Extracted data

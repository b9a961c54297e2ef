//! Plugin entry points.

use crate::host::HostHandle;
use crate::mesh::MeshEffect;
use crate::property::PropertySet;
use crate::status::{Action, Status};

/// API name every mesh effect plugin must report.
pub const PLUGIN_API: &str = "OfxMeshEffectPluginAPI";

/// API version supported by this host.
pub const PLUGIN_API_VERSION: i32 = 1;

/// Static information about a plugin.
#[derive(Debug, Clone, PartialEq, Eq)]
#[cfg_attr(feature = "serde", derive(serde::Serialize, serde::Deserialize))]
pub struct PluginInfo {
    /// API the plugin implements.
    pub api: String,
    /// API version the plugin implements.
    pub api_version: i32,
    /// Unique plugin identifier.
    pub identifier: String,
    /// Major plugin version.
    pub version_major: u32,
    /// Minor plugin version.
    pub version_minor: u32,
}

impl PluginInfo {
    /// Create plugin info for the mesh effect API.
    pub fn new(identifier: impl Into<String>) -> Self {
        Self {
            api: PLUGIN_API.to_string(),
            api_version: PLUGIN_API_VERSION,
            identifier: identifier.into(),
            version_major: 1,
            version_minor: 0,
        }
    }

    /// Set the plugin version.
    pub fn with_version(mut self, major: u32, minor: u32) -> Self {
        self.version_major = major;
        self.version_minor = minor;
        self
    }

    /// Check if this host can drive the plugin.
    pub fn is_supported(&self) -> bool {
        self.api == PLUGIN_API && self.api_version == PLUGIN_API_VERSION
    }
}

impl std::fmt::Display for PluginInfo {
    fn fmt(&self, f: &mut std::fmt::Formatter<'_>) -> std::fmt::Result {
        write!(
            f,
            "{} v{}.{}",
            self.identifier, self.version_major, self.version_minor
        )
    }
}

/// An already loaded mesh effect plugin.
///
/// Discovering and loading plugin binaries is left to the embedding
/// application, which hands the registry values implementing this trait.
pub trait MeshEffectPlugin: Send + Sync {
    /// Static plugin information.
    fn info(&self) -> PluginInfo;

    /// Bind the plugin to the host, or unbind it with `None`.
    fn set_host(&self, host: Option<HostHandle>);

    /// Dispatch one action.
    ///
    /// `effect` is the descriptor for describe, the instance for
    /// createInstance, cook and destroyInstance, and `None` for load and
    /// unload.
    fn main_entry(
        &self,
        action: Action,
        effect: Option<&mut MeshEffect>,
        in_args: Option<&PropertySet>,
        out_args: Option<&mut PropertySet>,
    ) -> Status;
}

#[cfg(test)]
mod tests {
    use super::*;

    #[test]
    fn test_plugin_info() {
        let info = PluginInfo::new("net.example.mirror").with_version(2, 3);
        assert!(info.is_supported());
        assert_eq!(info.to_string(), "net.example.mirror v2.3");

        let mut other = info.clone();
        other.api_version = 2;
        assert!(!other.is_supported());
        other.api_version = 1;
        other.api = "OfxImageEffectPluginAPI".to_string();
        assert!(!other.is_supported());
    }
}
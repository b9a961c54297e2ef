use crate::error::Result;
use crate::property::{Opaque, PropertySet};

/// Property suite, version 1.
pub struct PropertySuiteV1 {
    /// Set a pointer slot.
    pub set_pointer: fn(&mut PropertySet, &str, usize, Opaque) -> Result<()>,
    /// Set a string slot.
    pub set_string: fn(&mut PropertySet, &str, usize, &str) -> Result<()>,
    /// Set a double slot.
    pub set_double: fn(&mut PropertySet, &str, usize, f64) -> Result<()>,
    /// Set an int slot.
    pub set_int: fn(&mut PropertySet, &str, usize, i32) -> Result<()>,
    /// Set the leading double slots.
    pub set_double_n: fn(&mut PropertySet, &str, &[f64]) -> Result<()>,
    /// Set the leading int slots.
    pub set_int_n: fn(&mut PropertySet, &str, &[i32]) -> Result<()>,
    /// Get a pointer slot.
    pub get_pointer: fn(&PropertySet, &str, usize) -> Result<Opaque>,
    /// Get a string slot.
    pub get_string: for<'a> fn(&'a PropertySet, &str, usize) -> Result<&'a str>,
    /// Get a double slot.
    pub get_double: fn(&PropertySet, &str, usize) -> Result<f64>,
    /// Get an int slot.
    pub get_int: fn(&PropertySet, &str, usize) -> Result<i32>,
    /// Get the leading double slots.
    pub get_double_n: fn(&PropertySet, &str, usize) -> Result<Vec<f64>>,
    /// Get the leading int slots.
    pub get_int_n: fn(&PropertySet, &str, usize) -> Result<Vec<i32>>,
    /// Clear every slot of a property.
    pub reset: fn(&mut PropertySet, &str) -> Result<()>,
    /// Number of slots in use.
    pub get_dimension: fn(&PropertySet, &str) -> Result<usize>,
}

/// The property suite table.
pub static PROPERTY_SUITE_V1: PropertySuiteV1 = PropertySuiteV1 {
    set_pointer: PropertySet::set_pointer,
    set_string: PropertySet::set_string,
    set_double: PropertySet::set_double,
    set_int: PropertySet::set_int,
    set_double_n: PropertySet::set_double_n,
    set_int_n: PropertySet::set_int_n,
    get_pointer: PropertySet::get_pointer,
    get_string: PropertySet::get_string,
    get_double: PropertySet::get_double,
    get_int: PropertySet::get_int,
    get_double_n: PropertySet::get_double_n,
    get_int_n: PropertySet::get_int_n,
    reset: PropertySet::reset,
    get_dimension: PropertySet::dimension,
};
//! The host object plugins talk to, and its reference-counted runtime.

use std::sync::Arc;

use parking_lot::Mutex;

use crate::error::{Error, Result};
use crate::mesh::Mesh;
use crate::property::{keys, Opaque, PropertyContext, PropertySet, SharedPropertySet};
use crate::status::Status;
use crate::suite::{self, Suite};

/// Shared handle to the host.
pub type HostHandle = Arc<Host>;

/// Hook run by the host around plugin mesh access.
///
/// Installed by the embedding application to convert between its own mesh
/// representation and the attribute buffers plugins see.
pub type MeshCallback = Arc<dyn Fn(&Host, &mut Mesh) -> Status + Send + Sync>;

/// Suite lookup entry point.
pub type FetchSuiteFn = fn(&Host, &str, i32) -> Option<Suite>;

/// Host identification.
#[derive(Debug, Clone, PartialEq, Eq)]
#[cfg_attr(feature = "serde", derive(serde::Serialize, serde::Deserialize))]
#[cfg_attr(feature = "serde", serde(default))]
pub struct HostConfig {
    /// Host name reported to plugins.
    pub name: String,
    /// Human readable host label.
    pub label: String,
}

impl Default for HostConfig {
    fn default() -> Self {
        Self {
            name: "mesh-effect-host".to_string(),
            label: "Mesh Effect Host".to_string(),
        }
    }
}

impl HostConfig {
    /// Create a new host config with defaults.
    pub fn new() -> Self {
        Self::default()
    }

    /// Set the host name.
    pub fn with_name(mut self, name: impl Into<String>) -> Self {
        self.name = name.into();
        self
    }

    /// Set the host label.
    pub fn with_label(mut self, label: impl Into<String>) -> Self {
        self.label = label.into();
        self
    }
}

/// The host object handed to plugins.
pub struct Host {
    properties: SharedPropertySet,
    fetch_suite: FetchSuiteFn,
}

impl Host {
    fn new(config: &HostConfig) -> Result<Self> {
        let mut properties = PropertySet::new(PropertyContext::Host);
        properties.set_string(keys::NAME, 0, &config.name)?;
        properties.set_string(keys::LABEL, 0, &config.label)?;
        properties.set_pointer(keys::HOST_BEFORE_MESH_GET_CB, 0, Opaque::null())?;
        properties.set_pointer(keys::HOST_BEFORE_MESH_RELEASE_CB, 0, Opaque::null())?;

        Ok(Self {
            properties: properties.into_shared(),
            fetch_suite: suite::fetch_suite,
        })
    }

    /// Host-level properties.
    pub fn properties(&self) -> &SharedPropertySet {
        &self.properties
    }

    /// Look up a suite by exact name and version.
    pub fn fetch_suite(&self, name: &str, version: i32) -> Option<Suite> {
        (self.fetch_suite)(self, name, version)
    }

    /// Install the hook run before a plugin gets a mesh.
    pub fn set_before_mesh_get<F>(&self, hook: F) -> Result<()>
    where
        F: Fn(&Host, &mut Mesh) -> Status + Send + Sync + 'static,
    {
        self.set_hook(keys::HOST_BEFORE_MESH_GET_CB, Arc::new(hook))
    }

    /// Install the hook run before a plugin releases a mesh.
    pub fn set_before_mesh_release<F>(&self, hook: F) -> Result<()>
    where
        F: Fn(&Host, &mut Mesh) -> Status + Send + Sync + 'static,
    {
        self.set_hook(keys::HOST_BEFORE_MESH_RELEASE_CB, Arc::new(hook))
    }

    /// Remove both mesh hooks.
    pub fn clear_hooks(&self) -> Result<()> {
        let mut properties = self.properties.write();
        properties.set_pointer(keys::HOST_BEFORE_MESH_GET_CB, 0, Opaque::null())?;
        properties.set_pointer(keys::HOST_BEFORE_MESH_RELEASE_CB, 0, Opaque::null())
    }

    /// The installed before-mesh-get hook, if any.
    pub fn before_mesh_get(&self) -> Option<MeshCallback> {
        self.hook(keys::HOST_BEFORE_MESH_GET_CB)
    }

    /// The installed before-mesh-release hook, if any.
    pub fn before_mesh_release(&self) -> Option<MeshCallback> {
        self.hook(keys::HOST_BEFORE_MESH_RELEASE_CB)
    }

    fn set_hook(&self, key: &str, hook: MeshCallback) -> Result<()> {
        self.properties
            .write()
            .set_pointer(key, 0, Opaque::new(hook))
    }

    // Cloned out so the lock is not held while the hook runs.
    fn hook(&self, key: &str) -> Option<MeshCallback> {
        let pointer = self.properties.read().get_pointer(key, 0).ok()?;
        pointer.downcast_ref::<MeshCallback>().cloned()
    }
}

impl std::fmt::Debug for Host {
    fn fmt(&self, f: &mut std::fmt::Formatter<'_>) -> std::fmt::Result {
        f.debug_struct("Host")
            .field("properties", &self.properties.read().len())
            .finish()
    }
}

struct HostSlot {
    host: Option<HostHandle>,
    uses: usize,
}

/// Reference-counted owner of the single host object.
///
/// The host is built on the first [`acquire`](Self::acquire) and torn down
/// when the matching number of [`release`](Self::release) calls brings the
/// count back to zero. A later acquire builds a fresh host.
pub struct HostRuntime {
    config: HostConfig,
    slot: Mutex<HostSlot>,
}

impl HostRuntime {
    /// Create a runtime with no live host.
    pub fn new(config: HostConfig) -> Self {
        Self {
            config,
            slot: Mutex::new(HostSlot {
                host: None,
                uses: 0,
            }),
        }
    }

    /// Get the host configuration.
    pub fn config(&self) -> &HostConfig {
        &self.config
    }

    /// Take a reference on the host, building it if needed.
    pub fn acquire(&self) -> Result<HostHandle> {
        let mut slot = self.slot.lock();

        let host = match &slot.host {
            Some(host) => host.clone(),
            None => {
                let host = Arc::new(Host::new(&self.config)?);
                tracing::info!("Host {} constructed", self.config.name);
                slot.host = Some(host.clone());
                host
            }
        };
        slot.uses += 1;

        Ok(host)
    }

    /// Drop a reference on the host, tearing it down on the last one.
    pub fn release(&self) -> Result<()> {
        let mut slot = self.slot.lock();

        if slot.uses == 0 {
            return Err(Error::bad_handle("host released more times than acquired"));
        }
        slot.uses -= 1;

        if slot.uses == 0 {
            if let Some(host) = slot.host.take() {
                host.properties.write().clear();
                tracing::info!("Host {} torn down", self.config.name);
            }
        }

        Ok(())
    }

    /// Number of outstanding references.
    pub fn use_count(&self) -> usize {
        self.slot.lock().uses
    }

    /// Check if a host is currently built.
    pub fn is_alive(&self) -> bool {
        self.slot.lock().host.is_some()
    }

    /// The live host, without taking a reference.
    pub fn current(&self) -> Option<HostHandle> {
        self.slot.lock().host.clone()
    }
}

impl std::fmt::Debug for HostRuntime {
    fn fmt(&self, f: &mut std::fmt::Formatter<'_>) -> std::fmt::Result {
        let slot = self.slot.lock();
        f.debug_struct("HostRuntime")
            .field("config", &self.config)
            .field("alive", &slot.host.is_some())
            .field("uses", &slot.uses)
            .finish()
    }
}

Task requirements
Within the data above, the span starting at the line containing "self.name = name.into();" and ending at the line containing "properties.set_string(keys::LABEL, 0, &config.label)?;" is to be retyped exactly, with no other lines.

Expected output
        self.name = name.into();
        self
    }

    /// Set the host label.
    pub fn with_label(mut self, label: impl Into<String>) -> Self {
        self.label = label.into();
        self
    }
}

/// The host object handed to plugins.
pub struct Host {
    properties: SharedPropertySet,
    fetch_suite: FetchSuiteFn,
}

impl Host {
    fn new(config: &HostConfig) -> Result<Self> {
        let mut properties = PropertySet::new(PropertyContext::Host);
        properties.set_string(keys::NAME, 0, &config.name)?;
        properties.set_string(keys::LABEL, 0, &config.label)?;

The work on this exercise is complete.